This repository contains the Python implementation of our paper: Rajesh R and Padmanabhan Rajan, "Neural Networks for Interference Reduction in Multi-Track Recordings," 2023 IEEE Workshop on Applications of Signal Processing to Audio and Acoustics (WASPAA), New Paltz, NY, USA, 2023, pp. 1-5.
When recording instrument sounds in live concerts, dedicated microphones are strategically positioned to capture the intended sources. However, these microphones inevitably pick up unintended sources as well due to the absence of acoustic shielding. This results in various forms of interference, commonly referred to as leakage, bleeding, or crosstalk.
In our paper, we propose two neural network-based solutions for interference reduction:
- Convolutional Autoencoders (CAEs): These models treat interference as noise and aim to eliminate it from the recordings.
- t-UNet (truncated UNet): We approach the problem as a specialized source separation task, leveraging the unique characteristics of the audio data.

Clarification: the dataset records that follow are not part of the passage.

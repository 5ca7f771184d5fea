//! Open command - run the navigation guard for a path.

use anyhow::Result;
use clap::Args;

use super::{Context, print_decision};

/// Arguments for the open command.
#[derive(Args, Debug)]
pub struct OpenArgs {
    /// Full path, including any query string (e.g., /users?page=2)
    pub path: String,
}

/// Run the open command.
///
/// Prints where the navigation ends up. A redirect is a normal outcome here,
/// not a failure.
pub async fn run(args: OpenArgs, ctx: &Context) -> Result<()> {
    let path = if args.path.starts_with('/') {
        args.path
    } else {
        format!("/{}", args.path)
    };

    if ctx.verbose {
        match ctx.router.resolve(&path) {
            Some(route) => eprintln!("route: {} ({})", route.name, route.pattern),
            None => eprintln!("route: none"),
        }
    }

    let decision = ctx.router.navigate(&path, &ctx.session.snapshot());
    print_decision(&path, &decision, ctx.json_output)
}
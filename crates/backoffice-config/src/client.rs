//! Client configuration file.
//!
//! ```yaml
//! api-url: https://admin-api.example.com
//! timeout: 30
//! storage-path: ~/.config/backoffice/session.json
//! cache:
//!   default-ttl-ms: 120000
//!   capacity: 1024
//! ```

use std::path::{Path, PathBuf};
use std::time::Duration;

use serde::{Deserialize, Serialize};

use crate::paths::{expand_path, xdg_config_dir};
use crate::{ConfigError, Result};

/// Origin used when nothing else is configured.
pub const DEFAULT_API_URL: &str = "http://localhost:5175";

/// Environment variable overriding the API origin.
pub const API_URL_ENV: &str = "BACKOFFICE_API_URL";

/// Default config filename.
const CLIENT_CONFIG_FILE: &str = "client.yaml";

/// Default session storage filename.
const SESSION_FILE: &str = "session.json";

// ─────────────────────────────────────────────────────────────────────────────
// Client Config
// ─────────────────────────────────────────────────────────────────────────────

/// Root client configuration.
#[derive(Debug, Clone, Default, PartialEq, Eq, Serialize, Deserialize)]
#[serde(default, rename_all = "kebab-case")]
pub struct ClientConfig {
    /// API origin.
    #[serde(skip_serializing_if = "Option::is_none")]
    pub api_url: Option<String>,

    /// Request timeout in seconds.
    #[serde(skip_serializing_if = "Option::is_none")]
    pub timeout: Option<u64>,

    /// Where the session is persisted.
    #[serde(skip_serializing_if = "Option::is_none")]
    pub storage_path: Option<PathBuf>,

    /// Response cache settings.
    pub cache: CacheSettings,
}

impl ClientConfig {
    /// Parse from a YAML string.
    pub fn from_yaml(yaml_str: &str) -> Result<Self> {
        serde_yaml::from_str(yaml_str).map_err(|e| ConfigError::ParseYaml(e.to_string()))
    }

    /// Serialize to a YAML string.
    pub fn to_yaml(&self) -> Result<String> {
        serde_yaml::to_string(self).map_err(|e| ConfigError::ParseYaml(e.to_string()))
    }

    /// Effective API origin for this process.
    ///
    /// Resolution order:
    /// 1. `cli_override` (the `--api-url` flag)
    /// 2. `BACKOFFICE_API_URL` environment variable
    /// 3. `api-url` from the config file
    /// 4. [`DEFAULT_API_URL`]
    pub fn resolve_api_url(&self, cli_override: Option<&str>) -> String {
        self.resolve_api_url_with(cli_override, std::env::var(API_URL_ENV).ok())
    }

    /// [`resolve_api_url`](Self::resolve_api_url) with the environment value supplied.
    pub fn resolve_api_url_with(&self, cli_override: Option<&str>, env: Option<String>) -> String {
        [cli_override.map(str::to_string), env, self.api_url.clone()]
            .into_iter()
            .flatten()
            .find(|url| !url.trim().is_empty())
            .unwrap_or_else(|| DEFAULT_API_URL.to_string())
    }

    /// Request timeout, defaulting to 30 seconds.
    pub fn timeout(&self) -> Duration {
        Duration::from_secs(self.timeout.unwrap_or(30))
    }

    /// Effective session storage path.
    pub fn storage_path(&self) -> PathBuf {
        match &self.storage_path {
            Some(path) => expand_path(path),
            None => xdg_config_dir()
                .map(|d| d.join(SESSION_FILE))
                .unwrap_or_else(|| PathBuf::from(SESSION_FILE)),
        }
    }
}

/// Response cache settings.
#[derive(Debug, Clone, PartialEq, Eq, Serialize, Deserialize)]
#[serde(default, rename_all = "kebab-case")]
pub struct CacheSettings {
    /// TTL applied to GETs that don't set their own, in milliseconds.
    pub default_ttl_ms: u64,

    /// Maximum number of cached responses.
    pub capacity: usize,
}

impl CacheSettings {
    /// Default TTL as a duration.
    pub fn default_ttl(&self) -> Duration {
        Duration::from_millis(self.default_ttl_ms)
    }
}

impl Default for CacheSettings {
    fn default() -> Self {
        Self {
            default_ttl_ms: 120_000,
            capacity: 1024,
        }
    }
}

// ─────────────────────────────────────────────────────────────────────────────
// Loading / Saving
// ─────────────────────────────────────────────────────────────────────────────

/// Get the path to the client config file.
pub fn client_config_path() -> Option<PathBuf> {
    xdg_config_dir().map(|d| d.join(CLIENT_CONFIG_FILE))
}

/// Load the client configuration.
///
/// Returns a default config if the file doesn't exist.
pub fn load_client_config() -> Result<ClientConfig> {
    load_client_config_from(client_config_path().as_deref())
}

/// Load client config from a specific path.
pub fn load_client_config_from(path: Option<&Path>) -> Result<ClientConfig> {
    let Some(path) = path else {
        return Ok(ClientConfig::default());
    };

    if !path.exists() {
        return Ok(ClientConfig::default());
    }

    let contents = std::fs::read_to_string(path).map_err(|e| ConfigError::ReadFile {
        path: path.display().to_string(),
        source: e,
    })?;

    ClientConfig::from_yaml(&contents)
}

/// Save the client configuration.
pub fn save_client_config(config: &ClientConfig) -> Result<()> {
    let path = client_config_path()
        .ok_or_else(|| ConfigError::Other("Could not determine config directory".to_string()))?;
    save_client_config_to(config, &path)
}

/// Save client config to a specific path.
pub fn save_client_config_to(config: &ClientConfig, path: &Path) -> Result<()> {
    if let Some(parent) = path.parent() {
        std::fs::create_dir_all(parent).map_err(|e| ConfigError::WriteFile {
            path: parent.display().to_string(),
            source: e,
        })?;
    }

    let contents = config.to_yaml()?;
    std::fs::write(path, contents).map_err(|e| ConfigError::WriteFile {
        path: path.display().to_string(),
        source: e,
    })?;

    Ok(())
}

For more information, please refer to our paper
Clone the repo and install dependencies in the virtual environment:
pip install -r requirements.txt
or directly create a conda environment using:
conda create --name irmr --file requirements.txt
- Download the MUSDB18HQ dataset here. Make sure the folder tree looks:
musdb18hq
├── train
│ └── A Classic Education-NightOwl
│ └── vocals.wav
│ └── bass.wav
│ └── drums.wav
│ └── other.wav
│ └── mixture.wav
│ └── subfolder...
├── test
│ └── Al James-Schoolboy Facination
│ └── vocals.wav
│ └── bass.wav
│ └── drums.wav
│ └── other.wav
│ └── mixture.wav
│ └── subfolder...
- Creating artificial interference among the stems in each track by linear mixtures.
Navigate to the CAE or tUNet folder,
python ArtificialMix.py --dataset /path/to/musdb18hq/dataset/
The code returns two numpy files, Xtrain.npy and Ytrain.npy which will be saved in a folder numpy_files.
- Creating artificially realistic interference by introducing time delays and room impulse response
Navigate to the CAE or tUNet folder,
python realisticmix.py --dataset /path/to/numy_files/
The code returns two numpy files, Xtrain.npy and Ytrain.npy which will be saved in a folder realistic_mix.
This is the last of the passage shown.